Information supplied:
= Beginning of Section =
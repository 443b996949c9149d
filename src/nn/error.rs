use std::{
    error::Error,
    fmt::{self, Display},
};

use ndarray::ShapeError;

/// The result type used in the entire nn module.
pub type Result<T> = std::result::Result<T, NnErr>;

/// The nn module's error type.
#[derive(Debug)]
pub enum NnErr {
    SizeMismatch {
        what: &'static str,
        got: usize,
        expected: usize,
    },
    EmptyHistory,
    MaskShape {
        mask: Vec<usize>,
        input: Vec<usize>,
    },
    KernelShape {
        kernel_size: usize,
        padding: usize,
    },
    UnknownPooling(String),
    DuplicateGroup(String),
    IndexOutOfRange {
        index: usize,
        len: usize,
    },
    Shape(ShapeError),
}

impl Display for NnErr {
    fn fmt(&self, f: &mut fmt::Formatter<'_>) -> fmt::Result {
        match self {
            NnErr::SizeMismatch {
                what,
                got,
                expected,
            } => write!(f, "{what} has size {got}, expected {expected}"),
            NnErr::EmptyHistory => write!(f, "cannot pool over an empty history"),
            NnErr::MaskShape { mask, input } => {
                write!(f, "mask of shape {mask:?} does not broadcast to {input:?}")
            }
            NnErr::KernelShape {
                kernel_size,
                padding,
            } => write!(
                f,
                "kernel size {kernel_size} with padding {padding} changes the history length"
            ),
            NnErr::UnknownPooling(key) => write!(f, "unknown pooling {key:?}"),
            NnErr::DuplicateGroup(key) => write!(f, "pooling group {key:?} given twice"),
            NnErr::IndexOutOfRange { index, len } => {
                write!(f, "index {index} is out of range for {len} element(s)")
            }
            NnErr::Shape(e) => write!(f, "shape error: {e}"),
        }
    }
}

impl Error for NnErr {
    fn source(&self) -> Option<&(dyn Error + 'static)> {
        match self {
            NnErr::Shape(e) => Some(e),
            _ => None,
        }
    }
}

impl From<ShapeError> for NnErr {
    fn from(value: ShapeError) -> Self {
        Self::Shape(value)
    }
}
= End of Section =
Problem requirements: Write down every record shown above precisely.

Your response:
repository 443b996949c9149d
filename src/nn/error.rs
use std::{
    error::Error,
    fmt::{self, Display},
};

use ndarray::ShapeError;

/// The result type used in the entire nn module.
pub type Result<T> = std::result::Result<T, NnErr>;

/// The nn module's error type.
#[derive(Debug)]
pub enum NnErr {
    SizeMismatch {
        what: &'static str,
        got: usize,
        expected: usize,
    },
    EmptyHistory,
    MaskShape {
        mask: Vec<usize>,
        input: Vec<usize>,
    },
    KernelShape {
        kernel_size: usize,
        padding: usize,
    },
    UnknownPooling(String),
    DuplicateGroup(String),
    IndexOutOfRange {
        index: usize,
        len: usize,
    },
    Shape(ShapeError),
}

impl Display for NnErr {
    fn fmt(&self, f: &mut fmt::Formatter<'_>) -> fmt::Result {
        match self {
            NnErr::SizeMismatch {
                what,
                got,
                expected,
            } => write!(f, "{what} has size {got}, expected {expected}"),
            NnErr::EmptyHistory => write!(f, "cannot pool over an empty history"),
            NnErr::MaskShape { mask, input } => {
                write!(f, "mask of shape {mask:?} does not broadcast to {input:?}")
            }
            NnErr::KernelShape {
                kernel_size,
                padding,
            } => write!(
                f,
                "kernel size {kernel_size} with padding {padding} changes the history length"
            ),
            NnErr::UnknownPooling(key) => write!(f, "unknown pooling {key:?}"),
            NnErr::DuplicateGroup(key) => write!(f, "pooling group {key:?} given twice"),
            NnErr::IndexOutOfRange { index, len } => {
                write!(f, "index {index} is out of range for {len} element(s)")
            }
            NnErr::Shape(e) => write!(f, "shape error: {e}"),
        }
    }
}

impl Error for NnErr {
    fn source(&self) -> Option<&(dyn Error + 'static)> {
        match self {
            NnErr::Shape(e) => Some(e),
            _ => None,
        }
    }
}

impl From<ShapeError> for NnErr {
    fn from(value: ShapeError) -> Self {
        Self::Shape(value)
    }
}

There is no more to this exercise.